■ **Task to complete**:
From the material below, copy each line that holds the word "selected".

■ **Input records**:
□ □ □ □ □ □ □
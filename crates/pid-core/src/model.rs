//! Core scene model for process diagrams.
//!
//! A diagram arrives as an untrusted SVG string. The loader turns it into
//! a tree of allow-listed elements (`SceneGraph`); edges go parent → child
//! in document order. Nothing downstream ever sees the raw string again:
//! renderers emit markup from this model only.

use crate::id::UnitId;
use crate::sanitize::SceneDiagnostic;
use kurbo::Rect;
use petgraph::graph::NodeIndex;
use petgraph::stable_graph::StableDiGraph;
use serde::{Deserialize, Serialize};
use smallvec::SmallVec;
use std::collections::HashMap;
use std::fmt;

/// Class marking a `<g>` as a clickable piece of equipment.
pub const UNIT_CLASS: &str = "equipment-unit";
/// Class marking a connecting pipe.
pub const PIPE_CLASS: &str = "pipe-flow";
/// Transient class applied to the selected unit by the renderer.
pub const SELECTED_CLASS: &str = "selected-unit";
/// Id of the legend group.
pub const LEGEND_ID: &str = "pid-legend";

// ─── View box ────────────────────────────────────────────────────────────

/// The declared coordinate system of a diagram (`viewBox`), in scene units.
#[derive(Debug, Clone, Copy, PartialEq, Serialize, Deserialize)]
pub struct ViewBox {
    pub min_x: f64,
    pub min_y: f64,
    pub width: f64,
    pub height: f64,
}

impl ViewBox {
    /// Fallback used whenever a document has no usable `viewBox`.
    pub const DEFAULT: ViewBox = ViewBox {
        min_x: 0.0,
        min_y: 0.0,
        width: 1000.0,
        height: 750.0,
    };

    pub const fn new(min_x: f64, min_y: f64, width: f64, height: f64) -> Self {
        Self {
            min_x,
            min_y,
            width,
            height,
        }
    }

    /// All components finite, extent strictly positive.
    pub fn is_valid(&self) -> bool {
        self.min_x.is_finite()
            && self.min_y.is_finite()
            && self.width.is_finite()
            && self.height.is_finite()
            && self.width > 0.0
            && self.height > 0.0
    }

    pub fn to_rect(&self) -> Rect {
        Rect::new(
            self.min_x,
            self.min_y,
            self.min_x + self.width,
            self.min_y + self.height,
        )
    }
}

impl Default for ViewBox {
    fn default() -> Self {
        Self::DEFAULT
    }
}

impl fmt::Display for ViewBox {
    fn fmt(&self, f: &mut fmt::Formatter<'_>) -> fmt::Result {
        write!(
            f,
            "{} {} {} {}",
            self.min_x, self.min_y, self.width, self.height
        )
    }
}

// ─── Elements ────────────────────────────────────────────────────────────

/// The SVG elements a scene may contain. Anything else is dropped on load.
#[derive(Debug, Clone, Copy, PartialEq, Eq, Hash, Serialize, Deserialize)]
pub enum ElementKind {
    /// The document's `<svg>` element.
    Root,
    Group,
    Rect,
    Circle,
    Ellipse,
    Line,
    Polyline,
    Polygon,
    Path,
    Text,
    TextSpan,
    Title,
    Desc,
    Defs,
    Marker,
    LinearGradient,
    RadialGradient,
    Stop,
    Style,
    Use,
}

impl ElementKind {
    /// Map a (namespace-stripped) tag name onto an allowed element.
    pub fn from_tag(tag: &str) -> Option<Self> {
        let kind = match tag {
            "svg" => Self::Root,
            "g" => Self::Group,
            "rect" => Self::Rect,
            "circle" => Self::Circle,
            "ellipse" => Self::Ellipse,
            "line" => Self::Line,
            "polyline" => Self::Polyline,
            "polygon" => Self::Polygon,
            "path" => Self::Path,
            "text" => Self::Text,
            "tspan" => Self::TextSpan,
            "title" => Self::Title,
            "desc" => Self::Desc,
            "defs" => Self::Defs,
            "marker" => Self::Marker,
            "linearGradient" => Self::LinearGradient,
            "radialGradient" => Self::RadialGradient,
            "stop" => Self::Stop,
            "style" => Self::Style,
            "use" => Self::Use,
            _ => return None,
        };
        Some(kind)
    }

    pub fn tag(self) -> &'static str {
        match self {
            Self::Root => "svg",
            Self::Group => "g",
            Self::Rect => "rect",
            Self::Circle => "circle",
            Self::Ellipse => "ellipse",
            Self::Line => "line",
            Self::Polyline => "polyline",
            Self::Polygon => "polygon",
            Self::Path => "path",
            Self::Text => "text",
            Self::TextSpan => "tspan",
            Self::Title => "title",
            Self::Desc => "desc",
            Self::Defs => "defs",
            Self::Marker => "marker",
            Self::LinearGradient => "linearGradient",
            Self::RadialGradient => "radialGradient",
            Self::Stop => "stop",
            Self::Style => "style",
            Self::Use => "use",
        }
    }

    /// Elements whose character data is meaningful and kept.
    pub fn keeps_text(self) -> bool {
        matches!(
            self,
            Self::Text | Self::TextSpan | Self::Title | Self::Desc | Self::Style
        )
    }

    /// Elements that occupy space on the canvas (and can be hit).
    pub fn is_visual(self) -> bool {
        matches!(
            self,
            Self::Group
                | Self::Rect
                | Self::Circle
                | Self::Ellipse
                | Self::Line
                | Self::Polyline
                | Self::Polygon
                | Self::Path
                | Self::Text
                | Self::TextSpan
                | Self::Use
        )
    }
}

/// What a node means to the viewer, beyond its SVG kind.
#[derive(Debug, Clone, Copy, PartialEq, Eq, Default, Serialize, Deserialize)]
pub enum NodeRole {
    #[default]
    Plain,
    /// A `g.equipment-unit` with an id. Clickable.
    Unit,
    /// A connecting line (`.pipe-flow`).
    Pipe,
    /// The legend group.
    Legend,
}

/// A single validated element.
#[derive(Debug, Clone, Serialize, Deserialize)]
pub struct SceneNode {
    pub kind: ElementKind,

    /// The element's `id`, if any.
    pub id: Option<UnitId>,

    /// Class list, in document order.
    pub classes: SmallVec<[String; 2]>,

    /// Allow-listed attributes other than `id` and `class`, in document order.
    pub attributes: Vec<(String, String)>,

    /// Character data for text-bearing elements.
    pub text: Option<String>,

    pub role: NodeRole,
}

impl SceneNode {
    pub fn new(kind: ElementKind) -> Self {
        Self {
            kind,
            id: None,
            classes: SmallVec::new(),
            attributes: Vec::new(),
            text: None,
            role: NodeRole::Plain,
        }
    }

    /// Value of an attribute, if present.
    pub fn attr(&self, name: &str) -> Option<&str> {
        self.attributes
            .iter()
            .find(|(n, _)| n == name)
            .map(|(_, v)| v.as_str())
    }

    pub fn has_class(&self, class: &str) -> bool {
        self.classes.iter().any(|c| c == class)
    }
}

// ─── Scene graph ─────────────────────────────────────────────────────────

/// The element tree of one diagram.
#[derive(Debug, Clone)]
pub struct SceneGraph {
    pub graph: StableDiGraph<SceneNode, ()>,

    /// The `<svg>` element.
    pub root: NodeIndex,

    /// Index from element id → NodeIndex. First occurrence wins.
    pub id_index: HashMap<UnitId, NodeIndex>,
}

impl Default for SceneGraph {
    fn default() -> Self {
        Self::new()
    }
}

impl SceneGraph {
    /// Create a graph holding only an empty root.
    #[must_use]
    pub fn new() -> Self {
        let mut graph = StableDiGraph::new();
        let root = graph.add_node(SceneNode::new(ElementKind::Root));
        Self {
            graph,
            root,
            id_index: HashMap::new(),
        }
    }

    /// Add a node as the last child of `parent`. Returns the new node's index.
    pub fn add_node(&mut self, parent: NodeIndex, node: SceneNode) -> NodeIndex {
        let id = node.id;
        let idx = self.graph.add_node(node);
        self.graph.add_edge(parent, idx, ());
        if let Some(id) = id {
            self.id_index.entry(id).or_insert(idx);
        }
        idx
    }

    /// Look up a node by its id.
    pub fn get_by_id(&self, id: UnitId) -> Option<&SceneNode> {
        self.id_index.get(&id).map(|idx| &self.graph[*idx])
    }

    pub fn index_of(&self, id: UnitId) -> Option<NodeIndex> {
        self.id_index.get(&id).copied()
    }

    pub fn parent(&self, idx: NodeIndex) -> Option<NodeIndex> {
        self.graph
            .neighbors_directed(idx, petgraph::Direction::Incoming)
            .next()
    }

    /// Children of a node in document order.
    ///
    /// Nodes are only ever appended, so `NodeIndex` order is insertion order.
    pub fn children(&self, idx: NodeIndex) -> Vec<NodeIndex> {
        let mut children: Vec<NodeIndex> = self
            .graph
            .neighbors_directed(idx, petgraph::Direction::Outgoing)
            .collect();
        children.sort();
        children
    }

    /// True when `ancestor` is `node` or one of its ancestors.
    pub fn is_ancestor_of(&self, ancestor: NodeIndex, node: NodeIndex) -> bool {
        let mut cursor = Some(node);
        while let Some(idx) = cursor {
            if idx == ancestor {
                return true;
            }
            cursor = self.parent(idx);
        }
        false
    }

    /// Number of elements, root included.
    pub fn len(&self) -> usize {
        self.graph.node_count()
    }

    pub fn is_empty(&self) -> bool {
        self.graph.node_count() <= 1
    }
}

// ─── Scene ───────────────────────────────────────────────────────────────

/// One clickable piece of equipment.
#[derive(Debug, Clone)]
pub struct InteractiveUnit {
    pub id: UnitId,
    /// Text of the unit's `<title>`, trimmed. `None` when absent or blank.
    pub description: Option<String>,
    /// The unit's `<g>` in the scene graph.
    pub node: NodeIndex,
    /// Scene-space bounds; `None` when the group draws nothing measurable.
    pub bounds: Option<Rect>,
}

/// A loaded diagram: validated element tree plus derived indexes.
#[derive(Debug, Clone)]
pub struct Scene {
    pub view_box: ViewBox,
    /// False when `view_box` is the fallback rather than the document's own.
    pub view_box_declared: bool,
    pub graph: SceneGraph,
    /// Interactive units in document order.
    pub units: Vec<InteractiveUnit>,
    /// Scene-space bounds of every measurable visual node.
    pub bounds: HashMap<NodeIndex, Rect>,
    /// Everything the loader dropped or fell back on.
    pub diagnostics: Vec<SceneDiagnostic>,
}

impl Default for Scene {
    fn default() -> Self {
        Self::empty()
    }
}

impl Scene {
    /// The scene used for missing or unusable documents.
    pub fn empty() -> Self {
        Self {
            view_box: ViewBox::DEFAULT,
            view_box_declared: false,
            graph: SceneGraph::new(),
            units: Vec::new(),
            bounds: HashMap::new(),
            diagnostics: Vec::new(),
        }
    }

    pub fn is_empty(&self) -> bool {
        self.graph.is_empty()
    }

    pub fn unit(&self, id: UnitId) -> Option<&InteractiveUnit> {
        self.units.iter().find(|u| u.id == id)
    }

    /// Top-level drawable nodes, in document order, ready for re-embedding.
    pub fn top_level(&self) -> Vec<NodeIndex> {
        self.graph.children(self.graph.root)
    }

    /// The unit that contains `idx` (the node itself or an ancestor), if any.
    pub fn unit_containing(&self, idx: NodeIndex) -> Option<&InteractiveUnit> {
        self.units
            .iter()
            .find(|u| self.graph.is_ancestor_of(u.node, idx))
    }
}

#[cfg(test)]
mod tests {
    use super::*;

    #[test]
    fn view_box_display_matches_attribute_form() {
        assert_eq!(ViewBox::DEFAULT.to_string(), "0 0 1000 750");
        assert_eq!(ViewBox::new(-10.0, 5.5, 20.0, 30.0).to_string(), "-10 5.5 20 30");
    }

    #[test]
    fn view_box_validity() {
        assert!(ViewBox::DEFAULT.is_valid());
        assert!(!ViewBox::new(0.0, 0.0, 0.0, 10.0).is_valid());
        assert!(!ViewBox::new(0.0, 0.0, f64::NAN, 10.0).is_valid());
        assert!(!ViewBox::new(0.0, 0.0, 10.0, -1.0).is_valid());
    }

    #[test]
    fn element_tags_roundtrip() {
        for tag in ["g", "rect", "path", "linearGradient", "tspan", "use"] {
            let kind = ElementKind::from_tag(tag).unwrap();
            assert_eq!(kind.tag(), tag);
        }
        assert_eq!(ElementKind::from_tag("script"), None);
        assert_eq!(ElementKind::from_tag("foreignObject"), None);
    }

    #[test]
    fn children_follow_insertion_order() {
        let mut graph = SceneGraph::new();
        let root = graph.root;
        let a = graph.add_node(root, SceneNode::new(ElementKind::Rect));
        let b = graph.add_node(root, SceneNode::new(ElementKind::Circle));
        let c = graph.add_node(a, SceneNode::new(ElementKind::Title));
        assert_eq!(graph.children(root), vec![a, b]);
        assert!(graph.is_ancestor_of(root, c));
        assert!(graph.is_ancestor_of(a, c));
        assert!(!graph.is_ancestor_of(b, c));
    }

    #[test]
    fn duplicate_ids_keep_first() {
        let mut graph = SceneGraph::new();
        let root = graph.root;
        let mut first = SceneNode::new(ElementKind::Group);
        first.id = Some(UnitId::intern("dup"));
        let mut second = SceneNode::new(ElementKind::Group);
        second.id = Some(UnitId::intern("dup"));
        let a = graph.add_node(root, first);
        graph.add_node(root, second);
        assert_eq!(graph.index_of(UnitId::intern("dup")), Some(a));
    }

    #[test]
    fn empty_scene_uses_default_box() {
        let scene = Scene::empty();
        assert!(scene.is_empty());
        assert!(scene.units.is_empty());
        assert_eq!(scene.view_box, ViewBox::DEFAULT);
        assert!(!scene.view_box_declared);
    }
}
□ □ □ □ □ □ □
■ **Expected answer**:
/// Transient class applied to the selected unit by the renderer.
pub const SELECTED_CLASS: &str = "selected-unit";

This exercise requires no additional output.